The official launch of the programme has been organised for January 25 in the Eden Place Arts Centre at Pilots Row between 7.30-8.45pm and will coincide with the launch of the first event which is ‘Ardoyne – A Photographic Exhibition’ by photographer Joe Gilmartin. The exhibition explores aspects of life in the North Belfast area over recent years and “the experiences of its residents as they struggle against State control, repression and sectarianism”.
The exhibition will run throughout the week.
On January 27 at 4.30pm in An Culturlann Doire, there will be the launch of a book entitled ‘The British Media and Bloody Sunday.’ In a cross media analysis that spans a period of almost 40 years up to the publication of the Bloody Sunday Report in 2010, the work idenitifies two countervailing impulses in media coverage of Bloody Sunday and its legacy -an urge in the Press to rescue the image and reputation of the British Army versus a troubled conscience in TV current affairs and drama about what was done in Britain’s name. Written by Greg McLaughlin and Stephen Baker, the book has a foreword by Eamonn McCann.

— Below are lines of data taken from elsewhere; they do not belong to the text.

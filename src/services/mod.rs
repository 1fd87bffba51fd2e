//! Services layer - Business logic
//!
//! This module contains the business logic of the CompanyEmployees API:
//! - Company and employee rules on top of the repositories
//! - Data shaping, hypermedia links, ordering and DTO mapping
//! - Per-client request rate limiting

pub mod company;
pub mod employee;
pub mod links;
pub mod mapping;
pub mod rate_limiter;
pub mod shaping;
pub mod sorting;

pub use company::{CompanyService, CompanyServiceError};
pub use employee::{EmployeePage, EmployeeService, EmployeeServiceError};
pub use links::{EmployeeLinks, Link, LinkResponse, RouteContext, HATEOAS_MEDIA_TYPE};
pub use mapping::{Mapper, MappingProfile};
pub use rate_limiter::{RateLimitDecision, RequestRateLimiter};
pub use shaping::{DataShaper, FieldValue, ShapedEntity, ShapingError};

On Saturday, January 30 at 12 noon in Pilots Row, a discussion panel with the heading ‘The Whole Truth’ will see three women exploring their experiences of their quest for justice from the state for the murders of their loved ones. Kate Nash, whose brother William was shot dead on Bloody Sunday, will speak about where the campaign for justice for the victims of Bloody Sunday is now. Janet Donnelly (nee Murphy) will speak about the murder of her father Joseph during the Ballymurphy Massacre and the recent exhumation of his body in pursuit of fresh evidence and waht lies ahead for the campaign for the eleven people killed by the Parachute Regiment.

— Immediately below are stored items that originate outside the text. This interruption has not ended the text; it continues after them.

//! Ordering of list queries
//!
//! Clients send `orderBy` as a comma separated list of `field [asc|desc]`.
//! Fields are looked up case-insensitively in a per-entity whitelist, so the
//! generated clause only ever contains known column names.

/// Sort direction of one ordering term
#[derive(Debug, Clone, Copy, PartialEq, Eq)]
pub enum SortDirection {
    Asc,
    Desc,
}

impl SortDirection {
    pub fn to_sql(self) -> &'static str {
        match self {
            SortDirection::Asc => "ASC",
            SortDirection::Desc => "DESC",
        }
    }
}

/// One resolved ordering term
#[derive(Debug, Clone, Copy, PartialEq, Eq)]
pub struct OrderTerm {
    pub column: &'static str,
    pub direction: SortDirection,
}

/// Field name to column mapping of one entity
#[derive(Debug, Clone, Copy)]
pub struct SortableColumns {
    columns: &'static [(&'static str, &'static str)],
    default_column: &'static str,
}

/// Employee columns clients may order by
pub const EMPLOYEE_SORT_COLUMNS: SortableColumns = SortableColumns::new(
    &[
        ("id", "id"),
        ("name", "name"),
        ("age", "age"),
        ("position", "position"),
    ],
    "name",
);

impl SortableColumns {
    pub const fn new(
        columns: &'static [(&'static str, &'static str)],
        default_column: &'static str,
    ) -> Self {
        Self {
            columns,
            default_column,
        }
    }

    fn column(&self, field: &str) -> Option<&'static str> {
        self.columns
            .iter()
            .find(|(name, _)| name.eq_ignore_ascii_case(field))
            .map(|(_, column)| *column)
    }

    /// Resolve an `orderBy` string. Unknown fields are skipped and repeated
    /// fields keep their first direction.
    pub fn parse(&self, order_by: &str) -> Vec<OrderTerm> {
        let mut terms: Vec<OrderTerm> = Vec::new();

        for part in order_by.split(',') {
            let mut tokens = part.split_whitespace();
            let Some(field) = tokens.next() else {
                continue;
            };
            let Some(column) = self.column(field) else {
                tracing::debug!("Ignoring unknown order field: {}", field);
                continue;
            };
            if terms.iter().any(|t| t.column == column) {
                continue;
            }

            let direction = match tokens.next() {
                Some(dir) if dir.eq_ignore_ascii_case("desc") => SortDirection::Desc,
                _ => SortDirection::Asc,
            };
            terms.push(OrderTerm { column, direction });
        }

        terms
    }

    /// Build an `ORDER BY` clause, falling back to the default column
    pub fn order_clause(&self, order_by: &str) -> String {
        let terms = self.parse(order_by);
        if terms.is_empty() {
            return format!("ORDER BY {} ASC", self.default_column);
        }

        let parts: Vec<String> = terms
            .iter()
            .map(|t| format!("{} {}", t.column, t.direction.to_sql()))
            .collect();
        format!("ORDER BY {}", parts.join(", "))
    }
}

#[cfg(test)]
mod tests {
    use super::*;

    #[test]
    fn test_parse_single_field() {
        let terms = EMPLOYEE_SORT_COLUMNS.parse("age");

        assert_eq!(
            terms,
            vec![OrderTerm {
                column: "age",
                direction: SortDirection::Asc
            }]
        );
    }

    #[test]
    fn test_parse_multiple_fields_with_direction() {
        let terms = EMPLOYEE_SORT_COLUMNS.parse("Name desc, AGE");

        assert_eq!(terms.len(), 2);
        assert_eq!(terms[0].column, "name");
        assert_eq!(terms[0].direction, SortDirection::Desc);
        assert_eq!(terms[1].column, "age");
        assert_eq!(terms[1].direction, SortDirection::Asc);
    }

    #[test]
    fn test_unknown_fields_are_dropped() {
        assert!(EMPLOYEE_SORT_COLUMNS.parse("salary desc, ; drop table").is_empty());
        assert_eq!(EMPLOYEE_SORT_COLUMNS.parse("salary, age").len(), 1);
    }

    #[test]
    fn test_repeated_field_keeps_first() {
        let terms = EMPLOYEE_SORT_COLUMNS.parse("age desc, age asc");

        assert_eq!(terms.len(), 1);
        assert_eq!(terms[0].direction, SortDirection::Desc);
    }

    #[test]
    fn test_order_clause() {
        assert_eq!(
            EMPLOYEE_SORT_COLUMNS.order_clause("name desc, age"),
            "ORDER BY name DESC, age ASC"
        );
        assert_eq!(EMPLOYEE_SORT_COLUMNS.order_clause(""), "ORDER BY name ASC");
        assert_eq!(EMPLOYEE_SORT_COLUMNS.order_clause("bogus"), "ORDER BY name ASC");
    }
}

Shauna Moreland, the third of the panellists, will talk about the murder of her mother Caroline Moreland in 1994 by the IRA under the direction of British state agent ‘Stakeknife.’ Speaking recently about the role of the IRA and the British state in her mother’s murder she said: “One made the bullet and the other fired it.” The event will be chaired by Eamonn McCann.
On January 26 at 7.30pm in The Nerve Centre there will be a screening of the film ‘This Changes Everything.’
The film is a wake-up call to the threat to human life on earth posed by climate change.
The planet will survive but this may be the last century in which it is habitable for human kind. The film, based on Naomi Klein’s book of the same name argues that we can seize this crisis as the opportunity to transform our failed economic system into something radically better for all of us.
Following the screening, James Orr, Director of Friends of the Earth Northern Ireland will draw out the local significance for us here in Northern Ireland.
Also at the Nerve Centre on January 27 at 7.30pm is a screening of ‘Reunited Lives’ which traces the experiences of ‘refugees’ from Ballymurphy and Ardoyne who fled from Northern Ireland to the Reoublic at the outbreak of the ‘Troubles.’
This will be followed by a panel discussion involving Breige Voyle from Ballymurphy who features in the film and Agim Kryezieu a Kosovan refuggee who has been living here for 20 years. The event will be chaired by Bernadette McAliskey.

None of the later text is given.